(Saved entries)
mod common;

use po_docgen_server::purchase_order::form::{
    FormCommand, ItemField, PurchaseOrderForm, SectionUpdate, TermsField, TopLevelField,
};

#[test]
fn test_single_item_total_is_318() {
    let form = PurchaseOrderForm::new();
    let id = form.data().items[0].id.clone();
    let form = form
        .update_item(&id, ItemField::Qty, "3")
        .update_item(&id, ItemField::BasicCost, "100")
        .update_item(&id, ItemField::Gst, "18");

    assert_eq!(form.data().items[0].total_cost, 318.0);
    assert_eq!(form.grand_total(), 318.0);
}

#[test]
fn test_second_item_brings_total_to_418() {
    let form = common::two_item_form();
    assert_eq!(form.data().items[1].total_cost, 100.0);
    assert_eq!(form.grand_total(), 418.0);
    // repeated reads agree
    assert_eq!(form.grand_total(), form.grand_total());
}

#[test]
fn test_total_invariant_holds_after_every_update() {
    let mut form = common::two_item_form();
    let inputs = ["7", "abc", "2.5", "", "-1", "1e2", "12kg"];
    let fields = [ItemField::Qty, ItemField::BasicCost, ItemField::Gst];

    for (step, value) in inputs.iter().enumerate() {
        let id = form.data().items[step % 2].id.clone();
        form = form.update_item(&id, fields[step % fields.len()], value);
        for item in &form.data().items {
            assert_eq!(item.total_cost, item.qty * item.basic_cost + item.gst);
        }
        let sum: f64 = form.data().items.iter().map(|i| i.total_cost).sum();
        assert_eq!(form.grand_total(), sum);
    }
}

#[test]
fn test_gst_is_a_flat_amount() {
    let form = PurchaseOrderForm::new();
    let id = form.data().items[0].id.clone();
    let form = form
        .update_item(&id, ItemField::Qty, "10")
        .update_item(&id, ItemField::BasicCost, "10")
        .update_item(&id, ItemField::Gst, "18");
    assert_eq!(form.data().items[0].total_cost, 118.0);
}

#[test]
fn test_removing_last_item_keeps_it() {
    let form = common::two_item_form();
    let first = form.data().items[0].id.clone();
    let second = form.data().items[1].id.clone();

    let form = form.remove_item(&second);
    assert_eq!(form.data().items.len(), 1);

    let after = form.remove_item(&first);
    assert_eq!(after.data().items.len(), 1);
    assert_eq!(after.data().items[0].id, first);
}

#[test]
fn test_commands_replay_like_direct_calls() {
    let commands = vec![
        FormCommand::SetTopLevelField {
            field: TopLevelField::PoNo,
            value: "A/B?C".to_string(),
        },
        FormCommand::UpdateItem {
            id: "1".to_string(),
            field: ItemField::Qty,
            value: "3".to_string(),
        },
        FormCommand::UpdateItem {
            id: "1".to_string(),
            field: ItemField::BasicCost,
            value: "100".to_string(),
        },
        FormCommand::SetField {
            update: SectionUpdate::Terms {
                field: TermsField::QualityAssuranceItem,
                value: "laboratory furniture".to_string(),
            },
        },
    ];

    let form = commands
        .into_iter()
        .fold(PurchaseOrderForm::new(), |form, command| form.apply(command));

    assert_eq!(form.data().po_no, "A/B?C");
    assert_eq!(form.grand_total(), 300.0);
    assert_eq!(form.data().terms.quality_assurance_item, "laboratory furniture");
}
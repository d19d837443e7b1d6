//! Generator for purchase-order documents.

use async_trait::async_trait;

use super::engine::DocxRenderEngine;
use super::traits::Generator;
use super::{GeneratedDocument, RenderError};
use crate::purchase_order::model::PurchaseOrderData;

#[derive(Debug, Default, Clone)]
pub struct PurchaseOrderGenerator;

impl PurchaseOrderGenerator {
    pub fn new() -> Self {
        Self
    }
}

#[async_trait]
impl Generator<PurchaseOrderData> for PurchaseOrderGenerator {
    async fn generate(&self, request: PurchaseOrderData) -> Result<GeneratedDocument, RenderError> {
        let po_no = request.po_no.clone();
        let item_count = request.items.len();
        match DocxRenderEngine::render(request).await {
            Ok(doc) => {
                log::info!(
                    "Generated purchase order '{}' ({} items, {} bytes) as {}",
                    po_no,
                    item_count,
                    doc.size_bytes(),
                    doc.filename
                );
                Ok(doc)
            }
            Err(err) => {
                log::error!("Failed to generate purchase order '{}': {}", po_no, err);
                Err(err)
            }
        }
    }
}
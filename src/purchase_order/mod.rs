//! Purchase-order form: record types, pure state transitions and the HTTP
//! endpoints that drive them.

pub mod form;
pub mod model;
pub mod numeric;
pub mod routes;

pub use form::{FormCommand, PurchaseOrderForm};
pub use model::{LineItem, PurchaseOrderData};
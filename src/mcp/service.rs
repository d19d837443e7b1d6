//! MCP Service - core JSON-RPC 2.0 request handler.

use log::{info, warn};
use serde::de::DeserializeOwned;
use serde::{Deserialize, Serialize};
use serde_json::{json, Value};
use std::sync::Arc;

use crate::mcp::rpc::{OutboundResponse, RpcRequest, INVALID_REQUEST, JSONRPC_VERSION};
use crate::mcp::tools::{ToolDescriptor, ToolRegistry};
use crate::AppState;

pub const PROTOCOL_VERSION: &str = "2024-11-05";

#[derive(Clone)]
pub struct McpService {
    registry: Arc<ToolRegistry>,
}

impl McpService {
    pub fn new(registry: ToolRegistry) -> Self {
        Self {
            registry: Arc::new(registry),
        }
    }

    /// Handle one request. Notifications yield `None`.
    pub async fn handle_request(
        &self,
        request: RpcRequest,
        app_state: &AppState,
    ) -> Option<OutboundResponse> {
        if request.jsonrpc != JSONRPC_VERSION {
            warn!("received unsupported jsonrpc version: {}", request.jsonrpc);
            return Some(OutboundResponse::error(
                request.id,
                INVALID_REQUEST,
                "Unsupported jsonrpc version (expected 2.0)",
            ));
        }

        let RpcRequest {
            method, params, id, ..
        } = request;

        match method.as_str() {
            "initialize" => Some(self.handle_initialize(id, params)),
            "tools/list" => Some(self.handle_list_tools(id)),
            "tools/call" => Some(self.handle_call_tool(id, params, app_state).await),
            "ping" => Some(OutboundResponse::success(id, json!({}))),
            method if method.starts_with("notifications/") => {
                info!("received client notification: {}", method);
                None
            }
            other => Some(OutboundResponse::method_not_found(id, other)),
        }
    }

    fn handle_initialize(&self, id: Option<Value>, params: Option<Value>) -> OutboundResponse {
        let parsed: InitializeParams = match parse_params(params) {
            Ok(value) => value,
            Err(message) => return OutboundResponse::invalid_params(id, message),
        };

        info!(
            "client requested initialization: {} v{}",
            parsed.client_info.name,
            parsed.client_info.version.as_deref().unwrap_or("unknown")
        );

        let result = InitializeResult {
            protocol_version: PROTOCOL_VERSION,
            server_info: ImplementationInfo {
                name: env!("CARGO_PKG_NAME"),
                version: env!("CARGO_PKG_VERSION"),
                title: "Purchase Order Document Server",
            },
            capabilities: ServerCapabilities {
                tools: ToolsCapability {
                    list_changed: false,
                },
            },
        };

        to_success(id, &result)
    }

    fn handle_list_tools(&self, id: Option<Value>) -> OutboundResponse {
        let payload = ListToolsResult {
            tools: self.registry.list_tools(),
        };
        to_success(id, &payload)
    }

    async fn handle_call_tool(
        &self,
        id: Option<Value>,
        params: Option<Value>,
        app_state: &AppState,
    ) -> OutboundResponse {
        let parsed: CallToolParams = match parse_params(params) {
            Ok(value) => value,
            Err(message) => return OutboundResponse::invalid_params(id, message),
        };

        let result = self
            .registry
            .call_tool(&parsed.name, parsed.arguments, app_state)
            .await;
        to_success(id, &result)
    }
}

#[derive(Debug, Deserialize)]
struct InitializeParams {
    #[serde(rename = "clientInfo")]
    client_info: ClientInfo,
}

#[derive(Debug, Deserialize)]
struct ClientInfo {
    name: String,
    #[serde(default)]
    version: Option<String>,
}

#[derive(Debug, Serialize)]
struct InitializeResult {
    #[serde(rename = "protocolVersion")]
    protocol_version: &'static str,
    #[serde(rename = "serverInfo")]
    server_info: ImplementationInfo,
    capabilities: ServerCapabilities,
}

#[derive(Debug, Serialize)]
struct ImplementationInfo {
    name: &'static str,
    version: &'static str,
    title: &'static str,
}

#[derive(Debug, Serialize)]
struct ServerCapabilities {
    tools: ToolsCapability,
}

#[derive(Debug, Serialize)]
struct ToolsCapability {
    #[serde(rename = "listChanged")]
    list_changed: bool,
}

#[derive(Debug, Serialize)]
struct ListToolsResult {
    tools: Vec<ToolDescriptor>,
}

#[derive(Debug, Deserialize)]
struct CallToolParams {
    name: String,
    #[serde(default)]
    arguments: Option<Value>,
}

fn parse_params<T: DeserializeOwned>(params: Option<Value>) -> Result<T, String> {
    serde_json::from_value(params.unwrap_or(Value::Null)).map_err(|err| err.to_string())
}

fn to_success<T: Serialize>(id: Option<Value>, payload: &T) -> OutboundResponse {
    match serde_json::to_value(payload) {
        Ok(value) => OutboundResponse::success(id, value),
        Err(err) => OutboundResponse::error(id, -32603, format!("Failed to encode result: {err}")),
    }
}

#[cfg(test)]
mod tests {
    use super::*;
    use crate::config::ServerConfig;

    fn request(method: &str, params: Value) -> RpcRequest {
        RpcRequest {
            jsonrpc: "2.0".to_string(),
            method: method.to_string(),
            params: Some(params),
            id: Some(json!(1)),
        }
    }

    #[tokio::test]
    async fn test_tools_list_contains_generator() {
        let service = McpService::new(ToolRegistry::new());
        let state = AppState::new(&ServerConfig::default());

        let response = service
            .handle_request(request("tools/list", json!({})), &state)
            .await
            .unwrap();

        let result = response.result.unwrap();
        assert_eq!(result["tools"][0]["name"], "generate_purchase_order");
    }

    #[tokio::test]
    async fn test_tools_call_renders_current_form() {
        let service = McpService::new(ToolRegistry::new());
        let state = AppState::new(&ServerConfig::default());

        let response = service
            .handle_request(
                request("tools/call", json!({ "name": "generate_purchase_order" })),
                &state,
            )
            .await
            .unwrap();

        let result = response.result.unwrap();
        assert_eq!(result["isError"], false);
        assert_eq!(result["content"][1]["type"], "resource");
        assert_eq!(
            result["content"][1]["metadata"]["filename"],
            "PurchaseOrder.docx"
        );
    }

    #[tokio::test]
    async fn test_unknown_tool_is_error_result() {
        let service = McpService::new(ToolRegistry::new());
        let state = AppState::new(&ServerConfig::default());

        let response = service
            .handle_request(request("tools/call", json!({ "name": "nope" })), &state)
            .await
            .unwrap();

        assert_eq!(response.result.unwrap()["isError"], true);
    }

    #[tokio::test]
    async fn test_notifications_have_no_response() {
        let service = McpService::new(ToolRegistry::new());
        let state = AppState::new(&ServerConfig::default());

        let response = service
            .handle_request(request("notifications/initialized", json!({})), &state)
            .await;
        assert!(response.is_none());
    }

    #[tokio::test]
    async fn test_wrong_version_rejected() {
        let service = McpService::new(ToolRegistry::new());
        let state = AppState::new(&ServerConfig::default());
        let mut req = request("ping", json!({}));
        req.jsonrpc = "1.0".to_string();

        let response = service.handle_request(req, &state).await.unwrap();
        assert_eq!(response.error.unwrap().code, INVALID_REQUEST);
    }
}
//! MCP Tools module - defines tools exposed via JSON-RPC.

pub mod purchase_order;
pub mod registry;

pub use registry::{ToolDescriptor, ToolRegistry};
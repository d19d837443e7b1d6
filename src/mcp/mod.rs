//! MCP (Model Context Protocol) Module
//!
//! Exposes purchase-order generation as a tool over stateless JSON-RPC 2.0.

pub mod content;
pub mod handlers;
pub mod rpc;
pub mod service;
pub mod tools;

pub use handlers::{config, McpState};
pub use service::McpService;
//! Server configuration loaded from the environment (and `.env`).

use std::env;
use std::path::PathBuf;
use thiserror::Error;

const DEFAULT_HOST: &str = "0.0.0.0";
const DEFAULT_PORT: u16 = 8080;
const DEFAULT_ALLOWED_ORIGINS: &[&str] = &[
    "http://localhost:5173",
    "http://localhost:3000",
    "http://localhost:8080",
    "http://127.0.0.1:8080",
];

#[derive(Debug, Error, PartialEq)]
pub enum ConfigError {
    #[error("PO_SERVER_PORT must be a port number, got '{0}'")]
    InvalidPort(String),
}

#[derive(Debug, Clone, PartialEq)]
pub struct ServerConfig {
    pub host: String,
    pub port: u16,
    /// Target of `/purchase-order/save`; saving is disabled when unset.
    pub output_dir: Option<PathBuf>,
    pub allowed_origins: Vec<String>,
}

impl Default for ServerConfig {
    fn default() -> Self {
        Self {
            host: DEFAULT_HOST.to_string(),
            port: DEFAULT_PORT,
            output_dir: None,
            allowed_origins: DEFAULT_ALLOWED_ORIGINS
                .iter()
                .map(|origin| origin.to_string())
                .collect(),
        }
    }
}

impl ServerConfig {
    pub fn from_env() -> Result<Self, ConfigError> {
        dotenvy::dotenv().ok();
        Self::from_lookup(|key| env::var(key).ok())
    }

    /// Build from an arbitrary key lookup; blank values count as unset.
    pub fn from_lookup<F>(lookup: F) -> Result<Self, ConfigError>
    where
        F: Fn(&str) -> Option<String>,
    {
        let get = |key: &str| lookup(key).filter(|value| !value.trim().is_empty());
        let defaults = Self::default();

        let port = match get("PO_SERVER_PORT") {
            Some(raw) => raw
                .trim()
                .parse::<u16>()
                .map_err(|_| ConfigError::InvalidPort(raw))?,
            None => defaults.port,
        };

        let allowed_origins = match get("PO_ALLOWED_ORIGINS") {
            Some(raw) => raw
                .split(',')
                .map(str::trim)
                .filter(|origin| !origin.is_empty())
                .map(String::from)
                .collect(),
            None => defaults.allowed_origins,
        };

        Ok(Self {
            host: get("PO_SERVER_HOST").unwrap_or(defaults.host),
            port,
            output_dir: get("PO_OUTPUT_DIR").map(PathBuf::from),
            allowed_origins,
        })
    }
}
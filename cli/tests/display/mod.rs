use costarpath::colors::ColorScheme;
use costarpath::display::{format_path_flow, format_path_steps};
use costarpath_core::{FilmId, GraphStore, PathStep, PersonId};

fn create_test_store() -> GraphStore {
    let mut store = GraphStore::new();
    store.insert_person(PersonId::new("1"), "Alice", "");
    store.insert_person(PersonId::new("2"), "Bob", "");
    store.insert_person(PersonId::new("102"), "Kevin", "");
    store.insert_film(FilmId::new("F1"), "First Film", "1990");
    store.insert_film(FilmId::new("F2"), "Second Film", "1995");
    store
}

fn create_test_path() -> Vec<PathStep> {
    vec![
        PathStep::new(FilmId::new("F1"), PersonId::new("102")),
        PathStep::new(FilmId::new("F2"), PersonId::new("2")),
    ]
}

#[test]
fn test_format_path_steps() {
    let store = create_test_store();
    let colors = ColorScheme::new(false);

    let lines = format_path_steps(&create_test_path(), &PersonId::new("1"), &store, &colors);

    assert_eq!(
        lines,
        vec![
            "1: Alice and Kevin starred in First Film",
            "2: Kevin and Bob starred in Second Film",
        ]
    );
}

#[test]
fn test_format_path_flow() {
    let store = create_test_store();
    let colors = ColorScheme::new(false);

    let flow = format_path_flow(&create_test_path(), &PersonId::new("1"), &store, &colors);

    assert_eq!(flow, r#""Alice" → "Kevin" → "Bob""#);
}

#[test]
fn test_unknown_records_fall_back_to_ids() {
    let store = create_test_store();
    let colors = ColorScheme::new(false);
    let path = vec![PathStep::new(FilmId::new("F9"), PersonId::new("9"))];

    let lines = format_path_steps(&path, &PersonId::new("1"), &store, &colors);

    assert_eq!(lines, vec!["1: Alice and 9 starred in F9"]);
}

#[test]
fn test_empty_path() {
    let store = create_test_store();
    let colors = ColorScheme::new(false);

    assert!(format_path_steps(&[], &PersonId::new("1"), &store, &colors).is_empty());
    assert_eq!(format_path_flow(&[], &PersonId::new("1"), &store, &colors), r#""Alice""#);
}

Exercise instructions:
For the word "lines", return every line of the records that holds it.

Answer to this task:
    let lines = format_path_steps(&create_test_path(), &PersonId::new("1"), &store, &colors);
        lines,
    let lines = format_path_steps(&path, &PersonId::new("1"), &store, &colors);
    assert_eq!(lines, vec!["1: Alice and 9 starred in F9"]);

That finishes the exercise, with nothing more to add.